Please copy out every line in the records below that includes the word "controllable".
___ RAW DATA
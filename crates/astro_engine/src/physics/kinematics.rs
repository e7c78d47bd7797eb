//! Velocity steering for controllable ships

use crate::foundation::math::Vec2;

/// Steers a velocity towards the input direction at a bounded acceleration
/// and caps the resulting speed
#[derive(Debug, Clone, Copy, PartialEq)]
pub struct KinematicController {
    /// Velocity change per second, per axis
    pub acceleration: f32,
    /// Hard cap on the speed magnitude
    pub max_speed: f32,
}

impl KinematicController {
    /// Create a controller
    pub fn new(acceleration: f32, max_speed: f32) -> Self {
        Self {
            acceleration: acceleration.max(0.0),
            max_speed: max_speed.max(0.0),
        }
    }

    /// New velocity after `elapsed` seconds of steering in `direction`.
    ///
    /// Each axis approaches `direction * max_speed` independently without
    /// overshooting, then the magnitude is scaled down to `max_speed` if it
    /// exceeds it. Diagonal input therefore accelerates as fast as straight
    /// input but never exceeds the circular cap.
    pub fn steer(&self, velocity: Vec2, direction: Vec2, elapsed: f32) -> Vec2 {
        let step = self.acceleration * elapsed.max(0.0);
        let target = direction * self.max_speed;

        let mut next = Vec2::new(
            approach(velocity.x, target.x, step),
            approach(velocity.y, target.y, step),
        );
        self.clamp_speed(&mut next);
        next
    }

    /// Scale `velocity` down so its magnitude is at most `max_speed`,
    /// keeping its direction
    pub fn clamp_speed(&self, velocity: &mut Vec2) {
        let speed = velocity.norm();
        if speed > self.max_speed && speed > 0.0 {
            *velocity *= self.max_speed / speed;
        }
    }
}

fn approach(current: f32, target: f32, step: f32) -> f32 {
    if target > current {
        (current + step).min(target)
    } else {
        (current - step).max(target)
    }
}

/// Direction input held by a controllable ship, one axis value in -1..=1
#[derive(Debug, Clone, Copy, Default, PartialEq, Eq)]
pub struct Steering {
    dirx: i8,
    diry: i8,
}

impl Steering {
    /// Press left, or release right
    pub fn accel_left(&mut self) {
        self.dirx = (self.dirx - 1).max(-1);
    }

    /// Press right, or release left
    pub fn accel_right(&mut self) {
        self.dirx = (self.dirx + 1).min(1);
    }

    /// Press up, or release down
    pub fn accel_up(&mut self) {
        self.diry = (self.diry - 1).max(-1);
    }

    /// Press down, or release up
    pub fn accel_down(&mut self) {
        self.diry = (self.diry + 1).min(1);
    }

    /// Drop all input
    pub fn reset(&mut self) {
        *self = Self::default();
    }

    /// Input as a vector in screen space (y grows downwards)
    pub fn direction(&self) -> Vec2 {
        Vec2::new(f32::from(self.dirx), f32::from(self.diry))
    }

    /// Whether any direction is held
    pub fn is_moving(&self) -> bool {
        self.dirx != 0 || self.diry != 0
    }
}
______
• ANSWER AREA
//! Velocity steering for controllable ships
/// Direction input held by a controllable ship, one axis value in -1..=1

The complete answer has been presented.